The problem: The answer should be an exact copy of the data.

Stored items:
"""
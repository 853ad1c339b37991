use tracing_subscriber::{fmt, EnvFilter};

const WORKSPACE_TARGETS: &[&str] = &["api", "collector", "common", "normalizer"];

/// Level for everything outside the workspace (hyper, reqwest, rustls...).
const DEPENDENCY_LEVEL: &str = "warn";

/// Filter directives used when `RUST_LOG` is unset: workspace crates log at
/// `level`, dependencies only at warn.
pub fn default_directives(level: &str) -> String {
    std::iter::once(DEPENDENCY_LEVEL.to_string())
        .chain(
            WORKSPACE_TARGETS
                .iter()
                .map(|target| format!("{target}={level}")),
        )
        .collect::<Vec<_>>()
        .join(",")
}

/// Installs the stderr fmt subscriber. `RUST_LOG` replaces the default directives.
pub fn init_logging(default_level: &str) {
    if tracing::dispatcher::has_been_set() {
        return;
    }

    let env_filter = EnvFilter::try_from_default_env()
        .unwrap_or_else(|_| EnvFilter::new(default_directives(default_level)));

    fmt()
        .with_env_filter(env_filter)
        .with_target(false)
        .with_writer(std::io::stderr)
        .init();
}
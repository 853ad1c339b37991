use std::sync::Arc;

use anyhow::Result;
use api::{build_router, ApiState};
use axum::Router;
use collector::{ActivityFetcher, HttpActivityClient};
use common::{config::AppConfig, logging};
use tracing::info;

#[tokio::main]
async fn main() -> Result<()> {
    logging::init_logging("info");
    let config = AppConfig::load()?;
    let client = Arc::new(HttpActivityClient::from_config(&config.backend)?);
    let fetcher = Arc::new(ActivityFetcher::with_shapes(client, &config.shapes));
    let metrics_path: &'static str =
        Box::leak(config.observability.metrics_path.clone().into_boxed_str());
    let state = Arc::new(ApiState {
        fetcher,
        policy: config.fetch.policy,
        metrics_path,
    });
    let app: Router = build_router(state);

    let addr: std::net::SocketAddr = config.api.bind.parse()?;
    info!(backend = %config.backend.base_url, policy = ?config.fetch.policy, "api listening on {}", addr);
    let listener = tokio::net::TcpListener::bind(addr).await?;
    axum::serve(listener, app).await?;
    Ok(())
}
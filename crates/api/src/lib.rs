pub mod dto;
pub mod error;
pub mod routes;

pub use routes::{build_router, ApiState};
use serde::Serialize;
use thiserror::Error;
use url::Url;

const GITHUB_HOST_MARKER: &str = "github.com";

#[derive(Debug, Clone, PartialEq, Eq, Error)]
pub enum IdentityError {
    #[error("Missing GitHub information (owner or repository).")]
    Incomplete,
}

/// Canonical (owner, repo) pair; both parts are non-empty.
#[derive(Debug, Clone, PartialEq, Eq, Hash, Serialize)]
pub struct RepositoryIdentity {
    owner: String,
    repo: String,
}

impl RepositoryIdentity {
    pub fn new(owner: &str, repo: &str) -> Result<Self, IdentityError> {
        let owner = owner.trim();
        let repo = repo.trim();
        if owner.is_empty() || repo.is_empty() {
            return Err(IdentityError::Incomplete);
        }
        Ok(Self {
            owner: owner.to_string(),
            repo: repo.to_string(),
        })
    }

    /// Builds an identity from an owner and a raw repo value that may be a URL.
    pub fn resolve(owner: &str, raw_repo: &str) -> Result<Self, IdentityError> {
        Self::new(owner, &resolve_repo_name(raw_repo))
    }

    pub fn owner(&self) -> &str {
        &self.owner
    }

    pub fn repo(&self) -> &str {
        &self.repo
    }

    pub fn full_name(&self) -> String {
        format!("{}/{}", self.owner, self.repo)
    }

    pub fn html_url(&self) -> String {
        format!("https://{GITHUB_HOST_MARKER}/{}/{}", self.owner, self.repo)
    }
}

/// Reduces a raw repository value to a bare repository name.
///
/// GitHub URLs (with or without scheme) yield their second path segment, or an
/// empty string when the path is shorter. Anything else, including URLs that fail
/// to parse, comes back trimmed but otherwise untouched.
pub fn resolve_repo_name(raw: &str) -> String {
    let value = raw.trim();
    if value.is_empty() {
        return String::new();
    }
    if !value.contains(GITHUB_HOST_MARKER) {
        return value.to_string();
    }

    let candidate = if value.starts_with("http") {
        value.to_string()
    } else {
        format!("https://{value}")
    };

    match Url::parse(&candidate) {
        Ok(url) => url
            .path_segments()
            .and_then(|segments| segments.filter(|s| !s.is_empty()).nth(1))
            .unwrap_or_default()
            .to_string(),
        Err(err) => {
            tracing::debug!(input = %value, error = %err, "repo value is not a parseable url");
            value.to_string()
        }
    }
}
"""
Solution:
repository 853ad1c339b37991
use tracing_subscriber::{fmt, EnvFilter};

const WORKSPACE_TARGETS: &[&str] = &["api", "collector", "common", "normalizer"];

/// Level for everything outside the workspace (hyper, reqwest, rustls...).
const DEPENDENCY_LEVEL: &str = "warn";

/// Filter directives used when `RUST_LOG` is unset: workspace crates log at
/// `level`, dependencies only at warn.
pub fn default_directives(level: &str) -> String {
    std::iter::once(DEPENDENCY_LEVEL.to_string())
        .chain(
            WORKSPACE_TARGETS
                .iter()
                .map(|target| format!("{target}={level}")),
        )
        .collect::<Vec<_>>()
        .join(",")
}

/// Installs the stderr fmt subscriber. `RUST_LOG` replaces the default directives.
pub fn init_logging(default_level: &str) {
    if tracing::dispatcher::has_been_set() {
        return;
    }

    let env_filter = EnvFilter::try_from_default_env()
        .unwrap_or_else(|_| EnvFilter::new(default_directives(default_level)));

    fmt()
        .with_env_filter(env_filter)
        .with_target(false)
        .with_writer(std::io::stderr)
        .init();
}
repository 853ad1c339b37991
use std::sync::Arc;

use anyhow::Result;
use api::{build_router, ApiState};
use axum::Router;
use collector::{ActivityFetcher, HttpActivityClient};
use common::{config::AppConfig, logging};
use tracing::info;

#[tokio::main]
async fn main() -> Result<()> {
    logging::init_logging("info");
    let config = AppConfig::load()?;
    let client = Arc::new(HttpActivityClient::from_config(&config.backend)?);
    let fetcher = Arc::new(ActivityFetcher::with_shapes(client, &config.shapes));
    let metrics_path: &'static str =
        Box::leak(config.observability.metrics_path.clone().into_boxed_str());
    let state = Arc::new(ApiState {
        fetcher,
        policy: config.fetch.policy,
        metrics_path,
    });
    let app: Router = build_router(state);

    let addr: std::net::SocketAddr = config.api.bind.parse()?;
    info!(backend = %config.backend.base_url, policy = ?config.fetch.policy, "api listening on {}", addr);
    let listener = tokio::net::TcpListener::bind(addr).await?;
    axum::serve(listener, app).await?;
    Ok(())
}
filename crates/api/src/lib.rs
pub mod dto;
pub mod error;
pub mod routes;

pub use routes::{build_router, ApiState};
use serde::Serialize;
use thiserror::Error;
use url::Url;

const GITHUB_HOST_MARKER: &str = "github.com";

#[derive(Debug, Clone, PartialEq, Eq, Error)]
pub enum IdentityError {
    #[error("Missing GitHub information (owner or repository).")]
    Incomplete,
}

/// Canonical (owner, repo) pair; both parts are non-empty.
#[derive(Debug, Clone, PartialEq, Eq, Hash, Serialize)]
pub struct RepositoryIdentity {
    owner: String,
    repo: String,
}

impl RepositoryIdentity {
    pub fn new(owner: &str, repo: &str) -> Result<Self, IdentityError> {
        let owner = owner.trim();
        let repo = repo.trim();
        if owner.is_empty() || repo.is_empty() {
            return Err(IdentityError::Incomplete);
        }
        Ok(Self {
            owner: owner.to_string(),
            repo: repo.to_string(),
        })
    }

    /// Builds an identity from an owner and a raw repo value that may be a URL.
    pub fn resolve(owner: &str, raw_repo: &str) -> Result<Self, IdentityError> {
        Self::new(owner, &resolve_repo_name(raw_repo))
    }

    pub fn owner(&self) -> &str {
        &self.owner
    }

    pub fn repo(&self) -> &str {
        &self.repo
    }

    pub fn full_name(&self) -> String {
        format!("{}/{}", self.owner, self.repo)
    }

    pub fn html_url(&self) -> String {
        format!("https://{GITHUB_HOST_MARKER}/{}/{}", self.owner, self.repo)
    }
}

/// Reduces a raw repository value to a bare repository name.
///
/// GitHub URLs (with or without scheme) yield their second path segment, or an
/// empty string when the path is shorter. Anything else, including URLs that fail
/// to parse, comes back trimmed but otherwise untouched.
pub fn resolve_repo_name(raw: &str) -> String {
    let value = raw.trim();
    if value.is_empty() {
        return String::new();
    }
    if !value.contains(GITHUB_HOST_MARKER) {
        return value.to_string();
    }

    let candidate = if value.starts_with("http") {
        value.to_string()
    } else {
        format!("https://{value}")
    };

    match Url::parse(&candidate) {
        Ok(url) => url
            .path_segments()
            .and_then(|segments| segments.filter(|s| !s.is_empty()).nth(1))
            .unwrap_or_default()
            .to_string(),
        Err(err) => {
            tracing::debug!(input = %value, error = %err, "repo value is not a parseable url");
            value.to_string()
        }
    }
}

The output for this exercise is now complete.